Le crash du F-16 marocain est dû à «un dysfonctionnement technique ou une erreur humaine», a déclaré le général de brigade et porte-parole de la coalition dirigée par l’Arabie Saoudite Ahmad al-Assiri à l’AFP le mardi 12 mai.

«Nous sommes très sûrs qu’il n’a pas été abattu», a-t-il rajouté en expliquant que le pilote du F-16 Yassine Bahti faisait partie d’une formation avec d’autres avions qui «n’ont pas remarqué de tirs depuis le sol».

Les rebelles houthis contre qui les attaques de la coalition sont dirigées avaient clamé avoir abattu l’appareil marocain. Les Forces Armées Royales ont par ailleurs indiqué dans la matinée du mardi qu’il était difficile de tirer des conclusions étant donné que le crash a eu lieu en zone ennemie, ne statuant donc pas sur le sort du pilote ou sur les circonstances de l’incident.
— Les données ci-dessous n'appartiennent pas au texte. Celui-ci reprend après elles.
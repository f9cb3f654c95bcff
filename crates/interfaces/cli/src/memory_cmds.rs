use std::io;
use std::io::IsTerminal;
use std::io::Write;

use anyhow::{Result, bail};
use chrono::{Local, NaiveDate};

use memkit_memory::{MemoryManager, RecallOptions};

pub(crate) fn run_remember(memory: &mut MemoryManager, key: &str, value: &str, category: &str) -> Result<()> {
    memory.remember(key, value, category)?;
    println!("remembered {key} in {}", category.trim().to_lowercase());
    Ok(())
}

pub(crate) fn run_recall(memory: &MemoryManager, query: &str, options: RecallOptions, json: bool) -> Result<()> {
    let hits = memory.recall(query, options)?;
    if json {
        println!("{}", serde_json::to_string_pretty(&hits)?);
        return Ok(());
    }

    if hits.is_empty() {
        println!("no memories matched {query:?} (threshold {:.2})", options.threshold);
        return Ok(());
    }
    for (rank, hit) in hits.iter().enumerate() {
        println!(
            "{}. [{:.3}] {}/{}: {}",
            rank + 1,
            hit.score,
            hit.category,
            hit.key,
            hit.value
        );
    }
    Ok(())
}

pub(crate) fn run_forget(memory: &mut MemoryManager, key: &str, category: &str) -> Result<()> {
    if memory.forget(key, category)? {
        println!("forgot {key}");
    } else {
        println!("no entry {key:?} in {}", category.trim().to_lowercase());
    }
    Ok(())
}

pub(crate) fn run_list(memory: &MemoryManager, category: &str, json: bool) -> Result<()> {
    let entries = memory.list(category)?;
    if json {
        println!("{}", serde_json::to_string_pretty(&entries)?);
        return Ok(());
    }
    for entry in &entries {
        println!("- {}: {}", entry.key, entry.value);
    }
    println!("({} entries)", entries.len());
    Ok(())
}

pub(crate) fn run_categories(memory: &MemoryManager) {
    for category in memory.categories() {
        println!("{category}");
    }
}

pub(crate) fn run_stats(memory: &MemoryManager) {
    println!("── memory stats ─────────────────────────────────────");
    for (category, count) in memory.stats() {
        println!("  {category:<20} {count}");
    }
    println!("  {:<20} {}", "total", memory.total_entries());
    println!("  {:<20} {}", "indexed", memory.index().len());
}

pub(crate) fn run_trim(memory: &mut MemoryManager, max_per_category: usize, yes: bool) -> Result<()> {
    let over: Vec<(String, usize)> = memory
        .stats()
        .into_iter()
        .filter(|(_, count)| *count > max_per_category)
        .map(|(category, count)| (category, count - max_per_category))
        .collect();

    if over.is_empty() {
        println!("nothing to trim (limit {max_per_category} per category)");
        return Ok(());
    }

    println!("⚠️  destructive operation: trim memory to {max_per_category} entries per category");
    for (category, excess) in &over {
        println!("- {category}: drop {excess} oldest");
    }

    if !yes {
        if !io::stdin().is_terminal() {
            bail!("refusing to trim in non-interactive mode without --yes");
        }

        print!("Type 'TRIM' to continue: ");
        io::stdout().flush()?;

        let mut confirmation = String::new();
        io::stdin().read_line(&mut confirmation)?;
        if confirmation.trim() != "TRIM" {
            println!("trim cancelled");
            return Ok(());
        }
    }

    let removed = memory.trim_categories(max_per_category)?;
    let total: usize = removed.values().sum();
    println!("trim complete: removed {total} entries");
    Ok(())
}

pub(crate) fn run_log(memory: &mut MemoryManager, text: &str, date: Option<NaiveDate>) -> Result<()> {
    let date = date.unwrap_or_else(|| Local::now().date_naive());
    let entry = memory.daily_log(text, Some(date))?;
    println!(
        "logged at {} → {}",
        entry.timestamp,
        memory.store().log_path(date).display()
    );
    Ok(())
}

pub(crate) fn run_log_show(memory: &MemoryManager, date: Option<NaiveDate>) -> Result<()> {
    let date = date.unwrap_or_else(|| Local::now().date_naive());
    let entries = memory.daily_entries(Some(date))?;
    println!("daily log {date} ({} entries)", entries.len());
    for entry in entries {
        println!("- {} {}", entry.timestamp, entry.text);
    }
    Ok(())
}
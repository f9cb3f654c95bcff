mod memory_cmds;

use std::path::PathBuf;

use anyhow::{Context, Result};
use chrono::NaiveDate;
use clap::{Parser, Subcommand};
use tracing_subscriber::EnvFilter;

use memkit_config::{AppConfig, DEFAULT_CONFIG_PATH};
use memkit_memory::{MemoryManager, RecallOptions};

#[derive(Debug, Parser)]
#[command(
    name = "memkit",
    version,
    about = "File-based, human-readable memory for software agents"
)]
struct Cli {
    /// Memory directory (overrides `memory.base_dir` and `MEMKIT_DIR`).
    #[arg(long, global = true, value_name = "PATH")]
    dir: Option<PathBuf>,
    /// Config file to read.
    #[arg(long, global = true, value_name = "PATH", default_value = DEFAULT_CONFIG_PATH)]
    config: PathBuf,
    #[command(subcommand)]
    command: Commands,
}

#[derive(Debug, Subcommand)]
enum Commands {
    /// Store or update a fact.
    Remember {
        key: String,
        value: String,
        #[arg(short, long, default_value = "general")]
        category: String,
    },
    /// Search stored facts by keyword and fuzzy similarity.
    Recall {
        query: String,
        #[arg(long)]
        limit: Option<usize>,
        #[arg(long)]
        threshold: Option<f64>,
        #[arg(long)]
        json: bool,
    },
    /// Remove a fact.
    Forget {
        key: String,
        #[arg(short, long, default_value = "general")]
        category: String,
    },
    /// Show the entries of one category, oldest first.
    List {
        #[arg(short, long, default_value = "general")]
        category: String,
        #[arg(long)]
        json: bool,
    },
    /// List category names.
    Categories,
    /// Entry counts per category.
    Stats,
    /// Drop the oldest entries of every category above the limit.
    Trim {
        /// Entries to keep per category (defaults to `memory.max_per_category`).
        #[arg(long)]
        max: Option<usize>,
        #[arg(long)]
        yes: bool,
    },
    /// Append a note to a daily log.
    Log {
        text: String,
        /// Log date as YYYY-MM-DD (defaults to today).
        #[arg(long)]
        date: Option<NaiveDate>,
    },
    /// Print the notes of a daily log.
    LogShow {
        #[arg(long)]
        date: Option<NaiveDate>,
    },
}

fn main() -> Result<()> {
    dotenvy::dotenv().ok();
    let cli = Cli::parse();

    let mut config = AppConfig::load_from(&cli.config)?;
    if let Some(dir) = &cli.dir {
        config.memory.base_dir = dir.to_string_lossy().to_string();
    }

    let filter = EnvFilter::try_from_default_env()
        .unwrap_or_else(|_| EnvFilter::new(&config.telemetry.log_level));
    tracing_subscriber::fmt()
        .with_env_filter(filter)
        .with_writer(std::io::stderr)
        .init();

    let mut memory = MemoryManager::from_config(&config.memory)
        .with_context(|| format!("opening memory at {}", config.memory.base_dir))?;

    match cli.command {
        Commands::Remember { key, value, category } => {
            memory_cmds::run_remember(&mut memory, &key, &value, &category)?;
        }
        Commands::Recall {
            query,
            limit,
            threshold,
            json,
        } => {
            let defaults = RecallOptions::from(&config.recall);
            let options = RecallOptions::new(
                limit.unwrap_or(defaults.limit),
                threshold.unwrap_or(defaults.threshold),
            );
            memory_cmds::run_recall(&memory, &query, options, json)?;
        }
        Commands::Forget { key, category } => {
            memory_cmds::run_forget(&mut memory, &key, &category)?;
        }
        Commands::List { category, json } => {
            memory_cmds::run_list(&memory, &category, json)?;
        }
        Commands::Categories => memory_cmds::run_categories(&memory),
        Commands::Stats => memory_cmds::run_stats(&memory),
        Commands::Trim { max, yes } => {
            let max = max.unwrap_or(config.memory.max_per_category);
            memory_cmds::run_trim(&mut memory, max, yes)?;
        }
        Commands::Log { text, date } => {
            memory_cmds::run_log(&mut memory, &text, date)?;
        }
        Commands::LogShow { date } => {
            memory_cmds::run_log_show(&memory, date)?;
        }
    }

    Ok(())
}

#[cfg(test)]
mod tests {
    use clap::{CommandFactory, Parser};

    use super::{Cli, Commands};

    #[test]
    fn cli_definition_is_consistent() {
        Cli::command().debug_assert();
    }

    #[test]
    fn remember_defaults_to_general_category() {
        let cli = Cli::parse_from(["memkit", "remember", "k", "v"]);
        match cli.command {
            Commands::Remember { category, .. } => assert_eq!(category, "general"),
            other => panic!("unexpected command {other:?}"),
        }
    }

    #[test]
    fn log_date_parses_iso_format() {
        let cli = Cli::parse_from(["memkit", "--dir", "/tmp/m", "log", "hello", "--date", "2026-02-18"]);
        match cli.command {
            Commands::Log { date, .. } => {
                assert_eq!(date.map(|d| d.to_string()).as_deref(), Some("2026-02-18"));
            }
            other => panic!("unexpected command {other:?}"),
        }
        assert!(Cli::try_parse_from(["memkit", "log", "x", "--date", "../etc"]).is_err());
    }
}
Un journal digital yéménite a annoncé ce mardi soir, sans citer de source, que «des commandos marocains étaient à pied d’œuvre pour tenter de localiser l’épave et éventuellement le pilote et que de nombreux survols de F-16 marocains avaient été constatés dans la région de Saâda“, là où l’avion est tombé. Ces informations n’ont pas été confirmées par des sources crédibles.